* _Your objective_
Only certain lines below are wanted: those starting at the line containing "fn load(value: &AtomicU64)" and ending at the line containing "bump(&self.published, 1);", both included, each retyped exactly.

* _Provided information_
Segment Open
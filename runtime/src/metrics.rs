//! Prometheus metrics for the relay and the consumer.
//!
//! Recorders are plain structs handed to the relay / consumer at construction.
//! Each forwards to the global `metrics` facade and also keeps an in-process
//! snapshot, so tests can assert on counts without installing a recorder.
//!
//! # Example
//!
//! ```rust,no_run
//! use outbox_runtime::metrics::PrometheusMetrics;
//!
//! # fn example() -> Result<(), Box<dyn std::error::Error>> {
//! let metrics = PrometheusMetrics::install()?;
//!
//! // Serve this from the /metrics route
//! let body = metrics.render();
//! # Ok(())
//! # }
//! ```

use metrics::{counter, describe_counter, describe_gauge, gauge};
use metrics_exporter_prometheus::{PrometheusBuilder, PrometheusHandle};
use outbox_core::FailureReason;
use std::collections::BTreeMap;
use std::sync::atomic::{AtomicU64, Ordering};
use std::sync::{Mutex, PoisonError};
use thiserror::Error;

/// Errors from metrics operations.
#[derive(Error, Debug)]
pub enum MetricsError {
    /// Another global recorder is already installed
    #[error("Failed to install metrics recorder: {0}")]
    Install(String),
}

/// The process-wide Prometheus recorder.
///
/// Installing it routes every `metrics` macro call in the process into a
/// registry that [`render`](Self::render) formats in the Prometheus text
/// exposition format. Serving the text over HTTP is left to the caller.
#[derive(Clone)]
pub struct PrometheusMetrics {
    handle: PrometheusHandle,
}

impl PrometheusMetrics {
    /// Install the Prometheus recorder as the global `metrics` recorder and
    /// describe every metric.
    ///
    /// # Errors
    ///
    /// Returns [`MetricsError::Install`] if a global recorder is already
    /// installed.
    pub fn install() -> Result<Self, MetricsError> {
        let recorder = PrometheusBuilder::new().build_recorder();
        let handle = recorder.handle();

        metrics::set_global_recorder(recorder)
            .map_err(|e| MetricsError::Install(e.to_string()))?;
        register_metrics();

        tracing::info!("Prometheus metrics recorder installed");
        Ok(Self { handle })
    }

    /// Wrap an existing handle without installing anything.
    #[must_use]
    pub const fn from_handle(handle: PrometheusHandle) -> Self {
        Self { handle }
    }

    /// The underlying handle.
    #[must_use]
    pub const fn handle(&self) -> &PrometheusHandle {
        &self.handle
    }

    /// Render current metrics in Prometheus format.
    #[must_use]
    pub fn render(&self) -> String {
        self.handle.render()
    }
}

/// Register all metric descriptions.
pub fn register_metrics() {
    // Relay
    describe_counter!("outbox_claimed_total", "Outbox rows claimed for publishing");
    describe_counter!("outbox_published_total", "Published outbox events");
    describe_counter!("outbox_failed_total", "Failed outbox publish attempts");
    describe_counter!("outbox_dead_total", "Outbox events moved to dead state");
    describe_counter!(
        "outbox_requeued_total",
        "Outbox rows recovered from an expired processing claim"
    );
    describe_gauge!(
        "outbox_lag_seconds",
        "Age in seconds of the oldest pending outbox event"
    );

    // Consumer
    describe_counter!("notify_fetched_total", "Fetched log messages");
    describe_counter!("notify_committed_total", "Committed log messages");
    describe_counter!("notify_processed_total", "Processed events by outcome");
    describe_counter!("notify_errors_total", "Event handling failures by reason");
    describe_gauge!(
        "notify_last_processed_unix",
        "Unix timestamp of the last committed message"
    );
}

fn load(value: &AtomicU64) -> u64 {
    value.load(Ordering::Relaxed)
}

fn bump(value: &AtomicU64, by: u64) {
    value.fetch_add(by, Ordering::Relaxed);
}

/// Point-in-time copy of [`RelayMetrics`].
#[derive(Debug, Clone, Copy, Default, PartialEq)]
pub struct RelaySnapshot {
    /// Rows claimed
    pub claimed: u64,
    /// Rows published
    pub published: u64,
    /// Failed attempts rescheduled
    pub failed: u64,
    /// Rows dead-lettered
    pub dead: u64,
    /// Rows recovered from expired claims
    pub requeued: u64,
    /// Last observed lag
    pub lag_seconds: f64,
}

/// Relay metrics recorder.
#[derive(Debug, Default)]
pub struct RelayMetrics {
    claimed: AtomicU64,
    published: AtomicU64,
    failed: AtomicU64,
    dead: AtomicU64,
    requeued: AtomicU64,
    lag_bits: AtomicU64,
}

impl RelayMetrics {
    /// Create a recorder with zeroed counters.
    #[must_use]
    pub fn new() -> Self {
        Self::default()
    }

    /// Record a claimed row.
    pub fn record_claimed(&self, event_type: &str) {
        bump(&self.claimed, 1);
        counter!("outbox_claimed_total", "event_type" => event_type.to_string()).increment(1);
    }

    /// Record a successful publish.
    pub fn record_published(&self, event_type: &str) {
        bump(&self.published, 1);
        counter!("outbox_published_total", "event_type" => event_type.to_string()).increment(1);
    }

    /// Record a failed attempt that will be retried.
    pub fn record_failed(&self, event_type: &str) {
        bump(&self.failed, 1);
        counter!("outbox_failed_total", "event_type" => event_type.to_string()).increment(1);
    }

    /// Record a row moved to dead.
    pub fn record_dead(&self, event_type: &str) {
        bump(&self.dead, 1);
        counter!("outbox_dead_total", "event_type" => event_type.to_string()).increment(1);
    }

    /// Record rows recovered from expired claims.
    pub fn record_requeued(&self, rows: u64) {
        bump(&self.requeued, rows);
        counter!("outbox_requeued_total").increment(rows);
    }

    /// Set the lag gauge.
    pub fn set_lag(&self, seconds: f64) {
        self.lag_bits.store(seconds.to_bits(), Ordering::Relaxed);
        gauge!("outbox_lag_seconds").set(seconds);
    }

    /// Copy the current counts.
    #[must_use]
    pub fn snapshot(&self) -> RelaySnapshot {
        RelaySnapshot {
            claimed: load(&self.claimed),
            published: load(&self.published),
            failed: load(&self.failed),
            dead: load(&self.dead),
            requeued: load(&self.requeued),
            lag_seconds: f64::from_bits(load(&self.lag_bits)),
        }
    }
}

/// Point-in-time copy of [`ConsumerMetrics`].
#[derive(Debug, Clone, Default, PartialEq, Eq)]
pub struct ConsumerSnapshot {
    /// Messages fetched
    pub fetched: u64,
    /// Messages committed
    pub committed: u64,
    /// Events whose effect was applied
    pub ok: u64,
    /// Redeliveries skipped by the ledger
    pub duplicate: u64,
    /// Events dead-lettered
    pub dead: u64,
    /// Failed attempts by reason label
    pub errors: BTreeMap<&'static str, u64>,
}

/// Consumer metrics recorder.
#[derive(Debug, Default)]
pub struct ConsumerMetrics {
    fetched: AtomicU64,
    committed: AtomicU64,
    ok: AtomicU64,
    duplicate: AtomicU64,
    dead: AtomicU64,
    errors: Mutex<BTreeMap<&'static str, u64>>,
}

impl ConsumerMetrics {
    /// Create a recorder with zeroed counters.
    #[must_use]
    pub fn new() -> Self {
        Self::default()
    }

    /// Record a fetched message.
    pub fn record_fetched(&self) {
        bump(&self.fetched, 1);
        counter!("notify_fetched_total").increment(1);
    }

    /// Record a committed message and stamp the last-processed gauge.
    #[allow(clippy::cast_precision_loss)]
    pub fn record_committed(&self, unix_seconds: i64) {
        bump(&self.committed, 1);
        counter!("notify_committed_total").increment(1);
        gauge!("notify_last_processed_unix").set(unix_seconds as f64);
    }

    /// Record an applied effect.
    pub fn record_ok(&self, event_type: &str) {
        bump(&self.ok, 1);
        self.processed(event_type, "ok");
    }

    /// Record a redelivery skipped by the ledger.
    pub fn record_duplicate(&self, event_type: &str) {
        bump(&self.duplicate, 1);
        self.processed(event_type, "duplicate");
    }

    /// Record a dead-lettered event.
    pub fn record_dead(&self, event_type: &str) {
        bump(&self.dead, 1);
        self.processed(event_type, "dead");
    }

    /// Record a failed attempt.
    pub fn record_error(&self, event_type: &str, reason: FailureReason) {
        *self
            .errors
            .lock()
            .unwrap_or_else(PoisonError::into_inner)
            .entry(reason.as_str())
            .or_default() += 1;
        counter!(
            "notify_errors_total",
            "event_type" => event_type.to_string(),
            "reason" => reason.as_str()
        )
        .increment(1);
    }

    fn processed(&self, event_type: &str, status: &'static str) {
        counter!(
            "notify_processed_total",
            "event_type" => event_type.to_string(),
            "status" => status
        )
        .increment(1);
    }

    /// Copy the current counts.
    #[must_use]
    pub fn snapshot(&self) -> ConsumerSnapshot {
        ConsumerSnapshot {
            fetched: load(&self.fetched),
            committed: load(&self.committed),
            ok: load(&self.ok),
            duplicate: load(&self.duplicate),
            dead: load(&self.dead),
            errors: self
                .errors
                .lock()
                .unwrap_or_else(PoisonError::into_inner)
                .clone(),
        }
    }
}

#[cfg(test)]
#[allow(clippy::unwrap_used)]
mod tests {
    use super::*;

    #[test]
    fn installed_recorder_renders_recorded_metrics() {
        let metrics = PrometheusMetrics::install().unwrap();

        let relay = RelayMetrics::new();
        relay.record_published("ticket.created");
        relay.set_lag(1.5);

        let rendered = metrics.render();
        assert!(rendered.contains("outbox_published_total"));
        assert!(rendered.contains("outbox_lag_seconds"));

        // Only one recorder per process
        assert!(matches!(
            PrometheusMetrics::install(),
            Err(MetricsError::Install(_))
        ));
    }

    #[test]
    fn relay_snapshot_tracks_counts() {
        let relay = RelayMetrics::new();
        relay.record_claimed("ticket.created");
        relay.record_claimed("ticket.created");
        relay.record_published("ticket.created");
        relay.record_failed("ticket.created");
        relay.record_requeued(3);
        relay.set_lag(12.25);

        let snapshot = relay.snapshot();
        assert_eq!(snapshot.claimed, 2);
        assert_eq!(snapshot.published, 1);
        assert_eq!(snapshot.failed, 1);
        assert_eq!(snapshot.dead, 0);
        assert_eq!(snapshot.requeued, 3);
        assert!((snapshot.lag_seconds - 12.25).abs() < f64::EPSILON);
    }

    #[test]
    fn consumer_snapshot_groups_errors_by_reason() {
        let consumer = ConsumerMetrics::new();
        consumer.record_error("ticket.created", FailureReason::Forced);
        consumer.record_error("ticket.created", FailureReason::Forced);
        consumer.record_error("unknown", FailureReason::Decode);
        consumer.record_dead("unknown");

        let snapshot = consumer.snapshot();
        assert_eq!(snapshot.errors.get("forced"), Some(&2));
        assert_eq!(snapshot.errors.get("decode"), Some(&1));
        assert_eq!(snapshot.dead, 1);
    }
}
Segment Closed
* _Solution for this problem_
fn load(value: &AtomicU64) -> u64 {
    value.load(Ordering::Relaxed)
}

fn bump(value: &AtomicU64, by: u64) {
    value.fetch_add(by, Ordering::Relaxed);
}

/// Point-in-time copy of [`RelayMetrics`].
#[derive(Debug, Clone, Copy, Default, PartialEq)]
pub struct RelaySnapshot {
    /// Rows claimed
    pub claimed: u64,
    /// Rows published
    pub published: u64,
    /// Failed attempts rescheduled
    pub failed: u64,
    /// Rows dead-lettered
    pub dead: u64,
    /// Rows recovered from expired claims
    pub requeued: u64,
    /// Last observed lag
    pub lag_seconds: f64,
}

/// Relay metrics recorder.
#[derive(Debug, Default)]
pub struct RelayMetrics {
    claimed: AtomicU64,
    published: AtomicU64,
    failed: AtomicU64,
    dead: AtomicU64,
    requeued: AtomicU64,
    lag_bits: AtomicU64,
}

impl RelayMetrics {
    /// Create a recorder with zeroed counters.
    #[must_use]
    pub fn new() -> Self {
        Self::default()
    }

    /// Record a claimed row.
    pub fn record_claimed(&self, event_type: &str) {
        bump(&self.claimed, 1);
        counter!("outbox_claimed_total", "event_type" => event_type.to_string()).increment(1);
    }

    /// Record a successful publish.
    pub fn record_published(&self, event_type: &str) {
        bump(&self.published, 1);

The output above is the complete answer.